BRIEF => If a line of the data below contains the string "before", count it, then state the total alone.
*** MATERIAL SHOWN Section Begins ***
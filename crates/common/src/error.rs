//! Decode errors for regvm bytecode.

use crate::opcode::Opcode;
use thiserror::Error;

/// Errors that occur while decoding an instruction from a byte stream.
#[derive(Debug, Clone, PartialEq, Eq, Error)]
pub enum DecodeError {
    /// Byte is not part of the instruction catalog.
    #[error("unknown opcode: {0:#04x}")]
    UnknownOpcode(u8),

    /// Byte is reserved (retired opcode that must not appear in code).
    #[error("reserved opcode: {0:#04x}")]
    ReservedOpcode(u8),

    /// The instruction's operand bytes run past the end of the code.
    #[error(
        "truncated {} at offset {at}: needs {needed} bytes, {available} available",
        opcode.mnemonic()
    )]
    Truncated {
        at: usize,
        opcode: Opcode,
        needed: usize,
        available: usize,
    },

    /// Decode was asked to start at or past the end of the code.
    #[error("offset {at} is outside the code (length {len})")]
    OutOfRange { at: usize, len: usize },
}

#[cfg(test)]
mod tests {
    use super::*;

    #[test]
    fn display_unknown_opcode() {
        assert_eq!(
            DecodeError::UnknownOpcode(0xFF).to_string(),
            "unknown opcode: 0xff"
        );
    }

    #[test]
    fn display_reserved_opcode() {
        assert_eq!(
            DecodeError::ReservedOpcode(0x22).to_string(),
            "reserved opcode: 0x22"
        );
    }

    #[test]
    fn display_truncated() {
        assert_eq!(
            DecodeError::Truncated {
                at: 4,
                opcode: Opcode::Move,
                needed: 11,
                available: 6
            }
            .to_string(),
            "truncated MOVE at offset 4: needs 11 bytes, 6 available"
        );
    }
}
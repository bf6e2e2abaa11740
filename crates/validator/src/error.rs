//! Validation errors for regvm contracts.
//!
//! Every scan error names the byte offset (`at`) of the offending
//! instruction. The validator collects errors across all functions.

use regvm_common::Opcode;
use thiserror::Error;

/// Reasons a contract record is rejected before execution.
#[derive(Debug, Clone, PartialEq, Eq, Error)]
pub enum ValidationError {
    // --- Record limits ---
    /// Logical code length exceeds the bytecode buffer.
    #[error("byte_code_len {len} exceeds bytecode buffer of {buffer} bytes")]
    LengthExceedsBuffer { len: usize, buffer: usize },

    /// Function entry offset is outside the logical code.
    #[error("function '{function}' starts at {offset}, outside the code (length {len})")]
    EntryOutOfBounds {
        function: String,
        offset: usize,
        len: usize,
    },

    // --- Instruction scan ---
    /// Byte at an instruction boundary is not in the catalog.
    #[error("unknown opcode {byte:#04x} at offset {at}")]
    UnknownOpcode { at: usize, byte: u8 },

    /// Operand bytes run past the end of the code.
    #[error("{} at offset {at} is truncated", opcode.mnemonic())]
    TruncatedOperand { at: usize, opcode: Opcode },

    /// Scan ran off the end of the code without RETURN or END.
    #[error("function '{function}' has no RETURN or END before the end of the code")]
    MissingTerminator { function: String },

    /// An operand rule rejected the instruction.
    #[error("illegal operand for {} at offset {at}: {reason}", opcode.mnemonic())]
    IllegalOperand {
        at: usize,
        opcode: Opcode,
        reason: String,
    },
}
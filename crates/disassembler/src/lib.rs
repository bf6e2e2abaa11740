//! regvm disassembler: bytecode to listing text.
//!
//! The listing is one line per instruction, prefixed with its byte offset.
//! Bytes that do not start a decodable instruction are shown as `.byte`
//! and the walk resumes at the next byte.
//!
//! # Usage
//!
//! ```
//! use regvm_common::{encode_all, Instruction, Opcode, Operand};
//! use regvm_disassembler::disassemble;
//!
//! let code = encode_all(&[
//!     Instruction::source_dest(Opcode::Move, Operand::Immediate(4), Operand::Register(0)),
//!     Instruction::bare(Opcode::End),
//! ]);
//! assert_eq!(disassemble(&code), "0000  MOVE #4, r0\n000b  END\n");
//! ```

pub mod format;

use regvm_common::{ContractRecord, Instruction};
use std::collections::BTreeSet;
use std::fmt::Write;

/// One decoded line of a listing.
#[derive(Debug, Clone, PartialEq, Eq)]
pub enum Line {
    Instruction { at: usize, instr: Instruction },
    /// A byte that does not begin a decodable instruction.
    Byte { at: usize, byte: u8 },
}

impl Line {
    pub fn offset(&self) -> usize {
        match self {
            Line::Instruction { at, .. } | Line::Byte { at, .. } => *at,
        }
    }

    pub fn text(&self) -> String {
        match self {
            Line::Instruction { instr, .. } => format::instruction(instr),
            Line::Byte { byte, .. } => format!(".byte {byte:#04x}"),
        }
    }
}

/// Walk `code` from offset 0.
pub fn decode_lines(code: &[u8]) -> Vec<Line> {
    let mut lines = Vec::new();
    let mut at = 0;
    while at < code.len() {
        match Instruction::decode(code, at) {
            Ok(instr) => {
                let len = instr.len();
                lines.push(Line::Instruction { at, instr });
                at += len;
            }
            Err(_) => {
                lines.push(Line::Byte { at, byte: code[at] });
                at += 1;
            }
        }
    }
    lines
}

/// Listing of raw bytecode.
pub fn disassemble(code: &[u8]) -> String {
    let mut out = String::new();
    for line in decode_lines(code) {
        let _ = writeln!(out, "{:04x}  {}", line.offset(), line.text());
    }
    out
}

/// Listing of a contract record: a header, then the logical code with
/// function labels at their entry offsets.
///
/// Entries that do not land on an instruction boundary of the linear walk
/// are noted in the header.
pub fn disassemble_record(record: &ContractRecord) -> String {
    let code = record.code();
    let lines = decode_lines(code);
    let starts: BTreeSet<usize> = lines.iter().map(Line::offset).collect();

    let mut out = String::new();
    let _ = writeln!(out, "; owner: {}", record.owner);
    let _ = writeln!(out, "; balance: {}", record.balance);
    let _ = writeln!(out, "; executions: {}", record.exec_count_lifetime);
    let _ = writeln!(
        out,
        "; code: {} bytes (buffer {})",
        record.byte_code_len,
        record.bytecode.len()
    );
    for f in &record.functions {
        if !starts.contains(&f.offset) {
            let _ = writeln!(
                out,
                "; entry '{}' at {:#06x} is not on an instruction boundary",
                f.name, f.offset
            );
        }
    }

    for line in &lines {
        for f in record.functions.iter().filter(|f| f.offset == line.offset()) {
            let _ = writeln!(out, "{}:", f.name);
        }
        let _ = writeln!(out, "{:04x}  {}", line.offset(), line.text());
    }
    out
}
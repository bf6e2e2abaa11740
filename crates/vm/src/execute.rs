//! Fetch-decode-execute loop and opcode dispatch.

use crate::alu::{self, CompareFlags};
use crate::control::{branch_taken, jump_target};
use crate::error::{Fault, ResultCode};
use crate::gas::{GasMeter, GasSchedule};
use crate::host::{words, Host};
use crate::machine::ExecutionState;
use crate::resolve::Location;
use regvm_common::{AddressingMode, ContractRecord, Opcode, Slot};
use tracing::trace;

/// Caller-supplied inputs to one run.
#[derive(Debug, Clone, Copy)]
pub struct Invocation<'a> {
    /// Address the contract is stored under. Host calls are keyed by it.
    pub address: &'a str,
    pub params: &'a [String],
    /// Value sent along with the call, reported by DYN.
    pub amount_sent: i64,
}

impl<'a> Invocation<'a> {
    pub fn new(address: &'a str) -> Self {
        Self {
            address,
            params: &[],
            amount_sent: 0,
        }
    }

    /// Cells written by DATA: the parameter count, then one cell per
    /// parameter.
    pub fn data_words(&self) -> Vec<i64> {
        std::iter::once(self.params.len() as i64)
            .chain(self.params.iter().map(|p| param_word(p)))
            .collect()
    }
}

/// A parameter as a cell: its decimal value if it parses as an `i64`,
/// otherwise the first eight bytes of its blake3 hash.
pub fn param_word(param: &str) -> i64 {
    param.parse::<i64>().unwrap_or_else(|_| {
        let hash = blake3::hash(param.as_bytes());
        let mut buf = [0u8; 8];
        buf.copy_from_slice(&hash.as_bytes()[..8]);
        i64::from_le_bytes(buf)
    })
}

/// Everything a finished run produced.
#[derive(Debug)]
pub struct Execution {
    pub result: ResultCode,
    /// Final machine state, as it was when the loop stopped.
    pub state: ExecutionState,
    pub gas_used: u64,
    pub gas_remaining: u64,
    /// Instructions dispatched (END not counted).
    pub steps: u64,
}

/// Run `record` from byte offset `entry`.
///
/// Only the balance is modified on the record; counters and persistence
/// are the engine's concern.
pub fn execute<H: Host + ?Sized>(
    record: &mut ContractRecord,
    entry: usize,
    invocation: &Invocation<'_>,
    gas: u64,
    schedule: &GasSchedule,
    host: &mut H,
) -> Execution {
    let len = record.byte_code_len.min(record.bytecode.len());
    let mut meter = GasMeter::new(gas);
    let mut machine = Machine {
        code: &record.bytecode[..len],
        balance: &mut record.balance,
        exec_count: record.exec_count_lifetime,
        invocation,
        host,
        state: ExecutionState::new(entry),
        steps: 0,
    };
    let result = ResultCode::from(machine.run(&mut meter, schedule));
    trace!(
        address = invocation.address,
        %result,
        pc = machine.state.pc,
        "loop stopped"
    );
    Execution {
        result,
        state: machine.state,
        gas_used: meter.used(),
        gas_remaining: meter.remaining(),
        steps: machine.steps,
    }
}

enum Flow {
    Continue,
    Halt,
}

struct Machine<'a, H: ?Sized> {
    code: &'a [u8],
    balance: &'a mut i64,
    exec_count: i64,
    invocation: &'a Invocation<'a>,
    host: &'a mut H,
    state: ExecutionState,
    steps: u64,
}

impl<H: Host + ?Sized> Machine<'_, H> {
    fn run(&mut self, meter: &mut GasMeter, schedule: &GasSchedule) -> Result<(), Fault> {
        loop {
            if meter.is_exhausted() {
                return Err(Fault::InsufficientGas);
            }
            let at = self.state.pc;
            let byte = *self.code.get(at).ok_or(Fault::AccessOutsideRom)?;
            if byte == Opcode::End as u8 {
                return Ok(());
            }
            let opcode = Opcode::try_from(byte).map_err(|_| Fault::IllegalOpcode)?;
            meter.charge(schedule.cost(opcode))?;
            self.steps += 1;
            trace!(pc = at, op = opcode.mnemonic(), gas = meter.remaining(), "step");

            if let Flow::Halt = self.step(opcode)? {
                return Ok(());
            }
        }
    }

    fn step(&mut self, opcode: Opcode) -> Result<Flow, Fault> {
        self.state.pc += 1;

        match opcode {
            Opcode::End => return Ok(Flow::Halt),
            Opcode::Return => return self.exec_return(),

            // Data movement
            Opcode::Move => self.exec_move()?,
            Opcode::Push => self.exec_push()?,
            Opcode::Pop => self.exec_pop()?,

            // Arithmetic & logic
            Opcode::Add
            | Opcode::Sub
            | Opcode::And
            | Opcode::Xor
            | Opcode::Or
            | Opcode::Not
            | Opcode::Mul
            | Opcode::Div
            | Opcode::Inc
            | Opcode::Dec
            | Opcode::Rol
            | Opcode::Ror
            | Opcode::Set
            | Opcode::Clr => self.exec_alu(opcode)?,
            Opcode::Cmp => self.exec_cmp()?,

            // Control flow
            Opcode::Call => self.exec_call()?,
            Opcode::Jmp
            | Opcode::Jz
            | Opcode::Jnz
            | Opcode::Jlt
            | Opcode::Jlte
            | Opcode::Jgt
            | Opcode::Jgte => self.exec_jump(opcode)?,

            // Host mediated
            Opcode::Send => self.exec_send()?,
            Opcode::Store => self.exec_store()?,
            Opcode::Read => self.exec_read()?,
            Opcode::Balance => {
                let balance = *self.balance;
                self.write_dest(balance)?
            }
            Opcode::Dyn => {
                let amount = self.invocation.amount_sent;
                self.write_dest(amount)?
            }
            Opcode::ExecCountC => {
                let count = self.exec_count;
                self.write_dest(count)?
            }
            Opcode::ExecCountB => {
                let count = self.host.block_exec_count(self.invocation.address);
                self.write_dest(count)?
            }
            Opcode::Data => {
                let cells = self.invocation.data_words();
                self.write_memory_dest(&cells)?
            }
            Opcode::Sender => {
                let cells = words(&self.host.sender());
                self.write_memory_dest(&cells)?
            }
            Opcode::PrevHash => {
                let cells = words(&self.host.prev_hash());
                self.write_memory_dest(&cells)?
            }
        }

        Ok(Flow::Continue)
    }

    // ---- Data movement ----

    fn exec_move(&mut self) -> Result<(), Fault> {
        let code = self.code;
        let mode = self.state.fetch_mode(code)?;
        let value = self.state.resolve_read(code, mode, Slot::Source)?;
        self.state.resolve_write(code, mode, value)
    }

    fn exec_push(&mut self) -> Result<(), Fault> {
        let code = self.code;
        let mode = self.state.fetch_mode(code)?;
        let value = self.state.resolve_read(code, mode, Slot::Source)?;
        self.state.push(value)
    }

    fn exec_pop(&mut self) -> Result<(), Fault> {
        let code = self.code;
        let mode = self.state.fetch_mode(code)?;
        let loc = self.state.resolve_location(code, mode)?;
        let value = self.state.pop()?;
        self.state.store(loc, value);
        Ok(())
    }

    // ---- Arithmetic & logic ----

    fn exec_alu(&mut self, opcode: Opcode) -> Result<(), Fault> {
        let code = self.code;
        let mode = self.state.fetch_mode(code)?;
        let bit = if opcode.shape().has_bit() {
            self.state.fetch_byte(code)?
        } else {
            0
        };
        let a = self.state.resolve_read(code, mode, Slot::Source)?;
        let dst = self.state.resolve_location(code, mode)?;
        let b = self.state.read_at(dst);
        let value = alu::compute(opcode, a, b, bit)?;
        self.state.store(dst, value);
        Ok(())
    }

    fn exec_cmp(&mut self) -> Result<(), Fault> {
        let code = self.code;
        let mode = self.state.fetch_mode(code)?;
        let a = self.state.resolve_read(code, mode, Slot::Source)?;
        let b = self.state.resolve_read(code, mode, Slot::Dest)?;
        self.state.flags = CompareFlags::compare(a, b);
        Ok(())
    }

    // ---- Control flow ----

    fn exec_jump(&mut self, opcode: Opcode) -> Result<(), Fault> {
        let code = self.code;
        let mode = self.state.fetch_mode(code)?;
        let target = self.state.resolve_read(code, mode, Slot::Dest)?;
        if branch_taken(opcode, self.state.flags) {
            self.state.pc = jump_target(target);
        }
        Ok(())
    }

    fn exec_call(&mut self) -> Result<(), Fault> {
        let code = self.code;
        let mode = self.state.fetch_mode(code)?;
        let target = self.state.resolve_read(code, mode, Slot::Dest)?;
        self.state.push(self.state.pc as i64)?;
        self.state.call_depth += 1;
        self.state.pc = jump_target(target);
        Ok(())
    }

    fn exec_return(&mut self) -> Result<Flow, Fault> {
        if self.state.call_depth == 0 {
            return Ok(Flow::Halt);
        }
        let ret = self.state.pop()?;
        self.state.call_depth -= 1;
        self.state.pc = jump_target(ret);
        Ok(Flow::Continue)
    }

    // ---- Host mediated ----

    fn exec_send(&mut self) -> Result<(), Fault> {
        let code = self.code;
        let mode = self.state.fetch_mode(code)?;
        let amount = self.state.resolve_read(code, mode, Slot::Source)?;
        let to = self.state.resolve_read(code, mode, Slot::Dest)?;
        if amount < 0 || amount > *self.balance {
            return Err(Fault::IllegalDestination);
        }
        self.host.send(self.invocation.address, to, amount)?;
        *self.balance -= amount;
        Ok(())
    }

    fn exec_store(&mut self) -> Result<(), Fault> {
        let code = self.code;
        let mode = self.state.fetch_mode(code)?;
        let value = self.state.resolve_read(code, mode, Slot::Source)?;
        let key = self.state.resolve_read(code, mode, Slot::Dest)?;
        self.host.store(self.invocation.address, key, value)
    }

    fn exec_read(&mut self) -> Result<(), Fault> {
        let code = self.code;
        let mode = self.state.fetch_mode(code)?;
        let key = self.state.resolve_read(code, mode, Slot::Source)?;
        let loc = self.state.resolve_location(code, mode)?;
        let value = self.host.read(self.invocation.address, key)?;
        self.state.store(loc, value);
        Ok(())
    }

    /// Write one cell to the destination operand.
    fn write_dest(&mut self, value: i64) -> Result<(), Fault> {
        let code = self.code;
        let mode = self.state.fetch_mode(code)?;
        self.state.resolve_write(code, mode, value)
    }

    /// Write consecutive cells starting at a memory destination.
    fn write_memory_dest(&mut self, cells: &[i64]) -> Result<(), Fault> {
        let code = self.code;
        let mode = self.state.fetch_mode(code)?;
        if mode.dest() == AddressingMode::Register {
            return Err(Fault::IllegalDestination);
        }
        match self.state.resolve_location(code, mode)? {
            Location::Memory(start) => self.state.write_cells(start, cells),
            Location::Register(_) => Err(Fault::IllegalDestination),
        }
    }
}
*** MATERIAL SHOWN Section Ends ***
RESPONSE BELOW => 2